Download or read book Federal Aid in Wildlife Restoration Management Report Survey inventory Activities written by and published by . This book was released on 1997 with total page 620 pages. Available in PDF, EPUB and Kindle. Book excerpt:
Download or read book Harvest of Fish and Wildlife written by Kevin L. Pope and published by CRC Press. This book was released on 2021-06-06 with total page 483 pages. Available in PDF, EPUB and Kindle. Book excerpt: Harvest of Fish and Wildlife: New Paradigms for Sustainable Management unites experts in wildlife and fishery sciences for an interdisciplinary overview of harvest management. This book presents unique insights for embracing the complete social-ecological system to ensure a sustainable future. It educates users on evolutionary and population dynamics; social and political influences; hunter and angler behavior; decision processes; impacts of regulations; and stakeholder involvement. Features: Written by twenty-four teams of leading scientists and managers. Promotes transparent justification for fishing and hunting regulations. Provides examples for integrating decision making into management. Emphasizes creativity in management by integrating art and science. This book appeals to population biologists, evolutionary biologists and social scientists. It is a key resource for on-the-ground managers and research scientists developing harvesting applications. As the book’s contributors explain: “Making decisions that are robust to uncertainty...is a paradigm shift with a lot of potential to improve outcomes for fish and wildlife populations.” –Andrew Tyre and Brigitte Tenhumberg “Temporal shifts in system states...must somehow be anticipated and dealt with to derive harvest policies that remain optimal in the long term.” –Michael Conroy “Proactive, effective management of sportspersons...will be essential in the new paradigm of harvest management.” –Matthew Gruntorad and Christopher Chizinski
Download or read book Sustainable Adaptation to Climate Change written by Katrina Brown and published by Routledge. This book was released on 2024-10-14 with total page 0 pages. Available in PDF, EPUB and Kindle. Book excerpt: This book sets out how to ensure that adaptation efforts are socially and environmentally sustainable, contributing to poverty reduction as well as confronting the processes driving vulnerability. Over $100 billion a year is pledged to help finance adaptation projects via the The Climate Adaptation Fund. These projects and their funding played a central role in the latest climate talks in Cancun, Mexico, ensuring that adaptation to climate change will be an international priority over the next few decades. Many existing adaptation projects are however, not environmentally or socially sustainable. Adaptation projects that focus on reducing specific climate sensitivities can, even if bringing benefits, adversely affect vulnerable groups and create social inequity, or even unintentionally undermine environmental integrity. Sustainable Adaptation to Climate Change examines how adaptation to climate change (types of measures, policy frameworks, and local household strategies) interacts with social and environmental sustainability. A mixture of conceptual and case study-based papers draw on research from Europe, Asia and Africa. It will be of interest to all researchers and policymakers in climate change adaptation and development.
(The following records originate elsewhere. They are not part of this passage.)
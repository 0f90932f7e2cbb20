use crate::markdown::DEFAULT_LANGUAGE;
use crate::transcript::{ParserOptions, DEFAULT_TITLE};
use anyhow::{Context, Result};
use serde::Deserialize;
use std::fs;
use std::path::{Path, PathBuf};

/// Output encoding for parse results.
#[derive(Debug, Clone, Copy, Default, PartialEq, Eq, Deserialize, clap::ValueEnum)]
#[serde(rename_all = "lowercase")]
pub enum OutputFormat {
    #[default]
    Json,
    Yaml,
}

#[derive(Debug, Deserialize, Default)]
pub struct Config {
    /// Title for transcripts without a `#title=` directive.
    /// Default: "Chat"
    pub default_title: Option<String>,
    /// Fence languages treated as transcripts inside markdown notes.
    /// Default: ["chat"]
    /// Example: ["chat", "dialogue"]
    pub block_languages: Option<Vec<String>>,
    /// Default: "json"
    pub output: Option<OutputFormat>,
    /// Pretty-print output. Default: true
    pub pretty: Option<bool>,
    /// tracing filter directive, e.g. "debug" or "chatblock=trace".
    /// `CHATBLOCK_LOG` takes precedence.
    pub log_level: Option<String>,
}

impl Config {
    /// Load configuration from ~/.config/chatblock/config.toml
    ///
    /// - File missing: returns default config (Ok)
    /// - File exists but invalid TOML: returns Err so caller can show warning
    /// - Field missing or empty: uses the built-in default
    pub fn load() -> Result<Self> {
        match Self::config_path() {
            Some(path) if path.exists() => Self::load_from(&path),
            _ => Ok(Self::default()),
        }
    }

    /// Load configuration from an explicit path. The file must exist.
    pub fn load_from(path: &Path) -> Result<Self> {
        let content = fs::read_to_string(path)
            .with_context(|| format!("Failed to read config file: {}", path.display()))?;

        let config: Config = toml::from_str(&content)
            .with_context(|| format!("Failed to parse config file: {}", path.display()))?;

        Ok(config)
    }

    pub fn default_title(&self) -> &str {
        match &self.default_title {
            Some(title) if !title.trim().is_empty() => title.trim(),
            _ => DEFAULT_TITLE,
        }
    }

    /// Configured block languages, ignoring blank entries.
    pub fn block_languages(&self) -> Vec<String> {
        let languages: Vec<String> = self
            .block_languages
            .iter()
            .flatten()
            .map(|l| l.trim())
            .filter(|l| !l.is_empty())
            .map(str::to_string)
            .collect();
        if languages.is_empty() {
            vec![DEFAULT_LANGUAGE.to_string()]
        } else {
            languages
        }
    }

    pub fn output(&self) -> OutputFormat {
        self.output.unwrap_or_default()
    }

    pub fn pretty(&self) -> bool {
        self.pretty.unwrap_or(true)
    }

    pub fn parser_options(&self) -> ParserOptions {
        ParserOptions {
            default_title: self.default_title().to_string(),
        }
    }

    fn config_path() -> Option<PathBuf> {
        dirs::home_dir().map(|d| d.join(".config").join("chatblock").join("config.toml"))
    }
}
Download or read book Climate Affairs written by Michael H. Glantz and published by . This book was released on 2003-05-16 with total page 316 pages. Available in PDF, EPUB and Kindle. Book excerpt: Climate Affairs sets forth in a concise primer the base of knowledge needed to begin to address questions surrounding the unknown impacts of climate change. In so doing, it outlines a new approach to understanding the interactions among climate, society, and the environment. Chapters consider: • the key concepts and terms in climate affairs • the effects of climate around the world • important but overlooked aspects of climate-society-environment interactions • examples of societal uses, misuses, and potential uses of climate-related information such as forecasts • a research agenda, challenges, and methodologies for future climate research. Climate Affairs draws on a range of study areas—including climate science, impacts on ecosystems and society, politics, policy and law, economics, and ethics—to address the complexity and gravity of impacts that our increasing vulnerability to climate portends. It is the first book to consider the full range of climate-related topics and the interactions among them, and will be a key resource for decision makers, as well as for students and scholars working in climate and related fields.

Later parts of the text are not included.